By fundamentally recoding information of people on the Hurun Rich List, we built a new database named China’s Super Rich Persons (CSRP). Hurun Rich List is the major annual list of China’s wealthiest corporate elite. Hurun is the Chinese name of Rupert Hoogewerf, a 1970-born British former chartered accountant and publisher of the Hurun Rich List. As one of us has elaborated in another article, our purpose is not to test the credibility of the rich lists; rather, the rich lists merely provide an index or ‘census’ of names of the ‘visibly richest Chinese private entrepreneurs’.

The process of establishing this database is as follows. First, we use the Hurun China Rich List to identify China’s super-rich. We define the super-rich as those who once ranked over 100 on the Hurun China Rich List. Then, according to the information provided by the Hurun China Rich List, we gather their basic personal information (e.g., gender, birth place) and rank on the list in every single year between 2000 to 2018[1]. Next, we construct a detail survey sheet covering the super-rich’s family information, political participation, life trajectory, and so on. Afterward, our research assistants thoroughly collect the answer for questions on the survey sheet. Data collection channels include corporate websites, media reports, and other official datasets. Finally, we clear, integrate, and code all the information collected to form the final dataset.

For more info, please download the codebook here.

Two preliminary papers can be found here:

Lu, P. 2017, “The Horatio Alger Myth in China: Origins of the First Generation of Visibly Richest Chinese Private Entrepreneurs”, China: An International Journal, Vol. 15, No.2, pp.4-26. (Download Full Text)

Lu, P., Fan, X., Fu, F. 2021. “Profile of the Super Rich in China: A Social Space Analysis”, The British Journal of Sociology, Vol 72, No. 3, pp. 543-565.(Download Full Text)

Starting in 2021, Professor Xiaoguang Fan from Zhejiang University and I have been joining a large-scale international project World Elite Database (WED) led by Professor Mike Savage from LSE. The WED is a collective endeavour, which consists in the development of comparable datasets. Based on CSRP, the Chinese team has comprehensively upgraded the database of China’s economic elites and looks forward to cooperating with more international scholars.

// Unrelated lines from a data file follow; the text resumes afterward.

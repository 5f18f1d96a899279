use serde_json::json;

use fleet_core::dates::parse_user_date;
use fleet_core::entities::{MovementRegister, MovementRegisterDraft};
use fleet_core::enums::{CrudOp, FormKind};
use fleet_store::EntityStore;

use crate::cli::GlobalFlags;
use crate::cli::subcommands::MovementRegisterCommands;
use crate::commands::shared::{access, confirm, paging};
use crate::context::AppContext;
use crate::output::output;

/// Handle `flt movement-register`. `km` is always derived from the meter
/// readings, on create and again after an update touches either meter.
pub async fn handle(
    action: MovementRegisterCommands,
    ctx: &AppContext,
    flags: &GlobalFlags,
) -> anyhow::Result<()> {
    access::require_access(ctx, FormKind::MovementRegister).await?;
    let mut store = EntityStore::<MovementRegister>::new();

    match action {
        MovementRegisterCommands::Create {
            veh_number,
            month,
            week,
            date_from,
            date_to,
            meter_start,
            meter_end,
            security_name,
        } => {
            let draft = MovementRegisterDraft::new(
                veh_number,
                month,
                week,
                parse_user_date(&date_from)?,
                parse_user_date(&date_to)?,
                meter_start,
                meter_end,
                security_name,
            );
            draft.validate()?;

            store.begin(CrudOp::Create);
            let record = match ctx.api.create_movement_register(&draft).await {
                Ok(record) => record,
                Err(error) => {
                    store.fail(CrudOp::Create, error.to_string());
                    return Err(error.into());
                }
            };
            store.complete_create(record.clone());
            output(&record, flags.format)
        }
        MovementRegisterCommands::Get { id } => {
            store.begin(CrudOp::Get);
            let record = match ctx.api.get_movement_register(&id).await {
                Ok(record) => record,
                Err(error) => {
                    store.fail(CrudOp::Get, error.to_string());
                    return Err(error.into());
                }
            };
            store.complete_get(record.clone());
            output(&record, flags.format)
        }
        MovementRegisterCommands::List { page } => {
            store.begin(CrudOp::List);
            let records = match ctx.api.list_movement_registers().await {
                Ok(records) => records,
                Err(error) => {
                    store.fail(CrudOp::List, error.to_string());
                    return Err(error.into());
                }
            };
            store.complete_list(records);

            let limit = paging::effective_limit(flags.limit, ctx.config.general.page_size);
            output(&paging::paginate(&store.all, page, limit), flags.format)
        }
        MovementRegisterCommands::Update {
            id,
            veh_number,
            month,
            week,
            date_from,
            date_to,
            meter_start,
            meter_end,
            security_name,
        } => {
            let mut draft = ctx.api.get_movement_register(&id).await?.draft;
            if let Some(value) = veh_number {
                draft.veh_number = value;
            }
            if let Some(value) = month {
                draft.month = value;
            }
            if let Some(value) = week {
                draft.week = value;
            }
            if let Some(value) = date_from {
                draft.date_from = parse_user_date(&value)?;
            }
            if let Some(value) = date_to {
                draft.date_to = parse_user_date(&value)?;
            }
            if let Some(value) = meter_start {
                draft.meter_start = value;
            }
            if let Some(value) = meter_end {
                draft.meter_end = value;
            }
            if let Some(value) = security_name {
                draft.security_name = value;
            }
            draft.km = draft.meter_end.saturating_sub(draft.meter_start);
            draft.validate()?;

            store.begin(CrudOp::Update);
            let record = match ctx.api.update_movement_register(&id, &draft).await {
                Ok(record) => record,
                Err(error) => {
                    store.fail(CrudOp::Update, error.to_string());
                    return Err(error.into());
                }
            };
            store.complete_update(record.clone());
            output(&record, flags.format)
        }
        MovementRegisterCommands::Delete { id } => {
            confirm::confirm_delete(&id, flags.yes || ctx.config.general.assume_yes)?;

            store.begin(CrudOp::Delete);
            let deleted = match ctx.api.delete_movement_register(&id).await {
                Ok(deleted) => deleted,
                Err(error) => {
                    store.fail(CrudOp::Delete, error.to_string());
                    return Err(error.into());
                }
            };
            store.complete_delete(&deleted);
            output(&json!({ "deleted": deleted }), flags.format)
        }
    }
}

[1] Hoogewerf published his first China rich list in 1999 as an independent researcher by selling it to Forbes magazine. From then on, Forbes bought and published Hoogewerf’s rich list in the name of Forbes Rich List until 2003, when their business relationship broke up. After 2003, Hurun started to release his own list. For convenience, we view the Forbes rich list of China before 2003 as a “predecessor” of Hurun Rich List. Moreover, we abandon the list of 1999 because it only listed 10 names and is very much controversial.